▶ [Assigned task]: Which lines in the material below contain the word "struct"? Copy each of them.

▶ [Data section]:
--------------------

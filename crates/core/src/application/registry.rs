// Registry Service - user, service and counter management

use crate::domain::{Counter, CounterId, Service, User};
use crate::error::{AppError, Result};
use crate::port::{CounterRepository, ServiceRepository, UserRepository};
use serde::{Deserialize, Serialize};
use std::sync::Arc;
use tracing::info;

const DEFAULT_ROLE: &str = "User";

#[derive(Debug, Clone, Serialize, Deserialize)]
pub struct RegisterUserRequest {
    pub name: String,
    pub email: String,
}

#[derive(Debug, Clone, Serialize, Deserialize)]
pub struct CreateServiceRequest {
    pub service_name: String,
    pub service_entry_time: String,
    pub service_end_time: String,
    pub number_of_counters: i64,
}

#[derive(Debug, Clone, Serialize, Deserialize)]
pub struct CreateCounterRequest {
    pub counter_number: i64,
    pub service_name: String,
}

/// Registry service with injected repositories
pub struct RegistryService {
    user_repo: Arc<dyn UserRepository>,
    service_repo: Arc<dyn ServiceRepository>,
    counter_repo: Arc<dyn CounterRepository>,
}

impl RegistryService {
    pub fn new(
        user_repo: Arc<dyn UserRepository>,
        service_repo: Arc<dyn ServiceRepository>,
        counter_repo: Arc<dyn CounterRepository>,
    ) -> Self {
        Self {
            user_repo,
            service_repo,
            counter_repo,
        }
    }

    /// Register a new user; duplicate emails are rejected
    pub async fn register_user(&self, req: RegisterUserRequest) -> Result<User> {
        if self.user_repo.find_by_email(&req.email).await?.is_some() {
            return Err(AppError::Conflict("Email already exists".to_string()));
        }
        let user = self
            .user_repo
            .insert(&req.name, &req.email, DEFAULT_ROLE)
            .await?;
        info!(user_id = user.id, "User registered");
        Ok(user)
    }

    /// Create a service; names are unique and a service must plan at least
    /// one counter
    pub async fn create_service(&self, req: CreateServiceRequest) -> Result<Service> {
        if req.number_of_counters < 1 {
            return Err(AppError::Validation(
                "A service needs at least one counter".to_string(),
            ));
        }
        if self
            .service_repo
            .find_by_name(&req.service_name)
            .await?
            .is_some()
        {
            return Err(AppError::Conflict("Service already exists".to_string()));
        }
        let service = self
            .service_repo
            .insert(
                &req.service_name,
                &req.service_entry_time,
                &req.service_end_time,
                req.number_of_counters,
            )
            .await?;
        info!(service_id = service.id, name = %service.service_name, "Service created");
        Ok(service)
    }

    /// Create a counter for an existing service and refresh the service's
    /// counter count
    pub async fn create_counter(&self, req: CreateCounterRequest) -> Result<Counter> {
        let service = self
            .service_repo
            .find_by_name(&req.service_name)
            .await?
            .ok_or_else(|| AppError::NotFound("Service not found".to_string()))?;

        if self
            .counter_repo
            .find_by_number(req.counter_number, service.id)
            .await?
            .is_some()
        {
            return Err(AppError::Conflict("Counter already exists".to_string()));
        }

        let counter = self
            .counter_repo
            .insert(req.counter_number, service.id)
            .await?;

        let count = self.counter_repo.count_for_service(service.id).await?;
        self.service_repo.set_counter_count(service.id, count).await?;

        info!(
            counter_id = counter.id,
            service_id = service.id,
            "Counter created"
        );
        Ok(counter)
    }

    pub async fn list_users(&self) -> Result<Vec<User>> {
        self.user_repo.list().await
    }

    pub async fn list_services(&self) -> Result<Vec<Service>> {
        self.service_repo.list().await
    }

    pub async fn list_counters(&self) -> Result<Vec<Counter>> {
        self.counter_repo.list().await
    }

    pub async fn get_service_by_name(&self, name: &str) -> Result<Service> {
        self.service_repo
            .find_by_name(name)
            .await?
            .ok_or_else(|| AppError::NotFound("Service not found".to_string()))
    }

    pub async fn get_counter_by_id(&self, id: CounterId) -> Result<Counter> {
        self.counter_repo
            .find_by_id(id)
            .await?
            .ok_or_else(|| AppError::NotFound("Counter not found".to_string()))
    }
}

--------------------

▶ [Result]:
pub struct RegisterUserRequest {
pub struct CreateServiceRequest {
pub struct CreateCounterRequest {
pub struct RegistryService {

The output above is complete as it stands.